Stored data
=-=-=-=-=

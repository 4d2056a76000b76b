use crate::{
  Direction,
  key::Key,
  node::{Edges, Node},
};

/// One end of a bounded walk.
///
/// Lower ends compare a key against the limit with `>=` (`Included`,
/// `Subtree`) or `>` (`Excluded`). Upper ends use `<=`, `<`, or for
/// `Subtree` accept every key that is `<=` the limit or starts with it.
#[derive(Debug, Clone, PartialEq, Eq, Default)]
pub enum Limit {
  #[default]
  Unbounded,
  Included(Vec<u8>),
  Excluded(Vec<u8>),
  Subtree(Vec<u8>),
}

impl Limit {
  fn bytes(&self) -> &[u8] {
    match self {
      Limit::Unbounded => &[],
      Limit::Included(k) | Limit::Excluded(k) | Limit::Subtree(k) => k,
    }
  }

  fn is_bounded(&self) -> bool {
    !matches!(self, Limit::Unbounded)
  }
}

/// Lower and upper limit for a walk, relative to the node the walk starts at.
#[derive(Debug, Clone, PartialEq, Eq, Default)]
pub struct WalkBounds {
  pub start: Limit,
  pub stop: Limit,
}

impl WalkBounds {
  pub fn unbounded() -> Self {
    Self::default()
  }

  /// Every key beginning with `prefix`.
  pub fn prefix(prefix: &[u8]) -> Self {
    Self {
      start: Limit::Included(prefix.to_vec()),
      stop: Limit::Subtree(prefix.to_vec()),
    }
  }

  pub fn new(start: Limit, stop: Limit) -> Self {
    Self { start, stop }
  }

  /// Whether a node at `depth` that still follows the tracked limit paths
  /// lies inside the bounds itself.
  fn admits(&self, depth: usize, on_start: bool, on_stop: bool) -> bool {
    // Following `start` means the path is a prefix of it: equal at full
    // length, smaller before that.
    let lower = !on_start
      || (depth == self.start.bytes().len() && !matches!(self.start, Limit::Excluded(_)));
    // Following `stop`: a proper prefix is smaller; at full length only the
    // exclusive form rejects.
    let upper = !on_stop
      || depth < self.stop.bytes().len()
      || !matches!(self.stop, Limit::Excluded(_));
    lower && upper
  }

  /// Byte window for the children of a node at `depth`, or `None` when no
  /// child can be in range.
  fn window(&self, depth: usize, on_start: bool, on_stop: bool) -> Option<(u8, u8)> {
    let start = self.start.bytes();
    let stop = self.stop.bytes();

    let lo = if on_start && depth < start.len() { start[depth] } else { 0 };
    let hi = if on_stop {
      if depth < stop.len() {
        stop[depth]
      } else if matches!(self.stop, Limit::Subtree(_)) {
        255
      } else {
        // Every descendant is greater than an inclusive/exclusive stop.
        return None;
      }
    } else {
      255
    };

    (lo <= hi).then_some((lo, hi))
  }
}

struct Frame<'a, V> {
  node: &'a Node<V>,
  edges: Edges<'a, V>,
  depth: usize,
  on_start: bool,
  on_stop: bool,
  admitted: bool,
  visited: bool,
}

/// Depth-first bounded walk yielding every node inside the bounds.
///
/// Bounds are consumed one byte per level. While the walked path still
/// equals a limit's prefix at that depth, only children on the near side of
/// the limit's next byte are entered; once the path leaves the limit, deeper
/// levels are unconstrained on that side. Forward walks yield a node before
/// its children. Reverse walks yield it after them, visiting children in
/// descending order, which is exactly the forward sequence backwards.
pub struct Walk<'a, V> {
  stack: Vec<Frame<'a, V>>,
  bounds: WalkBounds,
  direction: Direction,
}

impl<'a, V> Walk<'a, V> {
  pub fn new(node: &'a Node<V>, bounds: WalkBounds, direction: Direction) -> Self {
    let mut walk = Self {
      stack: Vec::with_capacity(16),
      bounds,
      direction,
    };
    let on_start = walk.bounds.start.is_bounded();
    let on_stop = walk.bounds.stop.is_bounded();
    walk.push(node, 0, on_start, on_stop);
    walk
  }

  pub fn empty() -> Self {
    Self {
      stack: Vec::new(),
      bounds: WalkBounds::default(),
      direction: Direction::Forward,
    }
  }

  fn push(&mut self, node: &'a Node<V>, depth: usize, on_start: bool, on_stop: bool) {
    let edges = match self.bounds.window(depth, on_start, on_stop) {
      Some((lo, hi)) => node.edges_within(lo, hi),
      // An inverted window yields nothing.
      None => node.edges_within(1, 0),
    };
    self.stack.push(Frame {
      node,
      edges,
      depth,
      on_start,
      on_stop,
      admitted: self.bounds.admits(depth, on_start, on_stop),
      visited: false,
    });
  }
}

impl<'a, V> Iterator for Walk<'a, V> {
  type Item = &'a Node<V>;

  fn next(&mut self) -> Option<Self::Item> {
    loop {
      let frame = self.stack.last_mut()?;

      if self.direction == Direction::Forward && !frame.visited {
        frame.visited = true;
        if frame.admitted {
          return Some(frame.node);
        }
      }

      let edge = match self.direction {
        Direction::Forward => frame.edges.next(),
        Direction::Reverse => frame.edges.next_back(),
      };

      match edge {
        Some((byte, child)) => {
          let depth = frame.depth;
          let start = self.bounds.start.bytes();
          let stop = self.bounds.stop.bytes();
          let on_start = frame.on_start && depth < start.len() && byte == start[depth];
          let on_stop = frame.on_stop && depth < stop.len() && byte == stop[depth];
          self.push(child, depth + 1, on_start, on_stop);
        }
        None => {
          let done = self.stack.pop()?;
          if self.direction == Direction::Reverse && done.admitted {
            return Some(done.node);
          }
        }
      }
    }
  }
}

// --- ADAPTERS ---

/// Stored keys along a walk, restored to their original representation.
pub struct Keys<'a, V> {
  walk: Walk<'a, V>,
}

impl<'a, V> Keys<'a, V> {
  pub(crate) fn new(walk: Walk<'a, V>) -> Self {
    Self { walk }
  }
}

impl<V> Iterator for Keys<'_, V> {
  type Item = Key;

  fn next(&mut self) -> Option<Key> {
    self.walk.by_ref().find_map(Node::key)
  }
}

/// Values along a walk.
pub struct Values<'a, V> {
  walk: Walk<'a, V>,
}

impl<'a, V> Values<'a, V> {
  pub(crate) fn new(walk: Walk<'a, V>) -> Self {
    Self { walk }
  }
}

impl<'a, V> Iterator for Values<'a, V> {
  type Item = &'a V;

  fn next(&mut self) -> Option<&'a V> {
    self.walk.by_ref().find_map(Node::value)
  }
}

/// `(key, value)` pairs along a walk.
pub struct Entries<'a, V> {
  walk: Walk<'a, V>,
}

impl<'a, V> Entries<'a, V> {
  pub(crate) fn new(walk: Walk<'a, V>) -> Self {
    Self { walk }
  }
}

impl<'a, V> Iterator for Entries<'a, V> {
  type Item = (Key, &'a V);

  fn next(&mut self) -> Option<Self::Item> {
    self.walk.by_ref().find_map(|node| {
      let terminal = node.terminal()?;
      Some((Key::restore(node.path(), terminal.kind), &terminal.value))
    })
  }
}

=-=-=-=-=

• **WHAT IS REQUIRED**: The lines above starting at the one that contains "tracked limit paths" and ending at the one that contains "depth < self.stop.bytes().len()" must be transcribed exactly, and no other lines may appear.

• **FINAL ANSWER**:
  /// Whether a node at `depth` that still follows the tracked limit paths
  /// lies inside the bounds itself.
  fn admits(&self, depth: usize, on_start: bool, on_stop: bool) -> bool {
    // Following `start` means the path is a prefix of it: equal at full
    // length, smaller before that.
    let lower = !on_start
      || (depth == self.start.bytes().len() && !matches!(self.start, Limit::Excluded(_)));
    // Following `stop`: a proper prefix is smaller; at full length only the
    // exclusive form rejects.
    let upper = !on_stop
      || depth < self.stop.bytes().len()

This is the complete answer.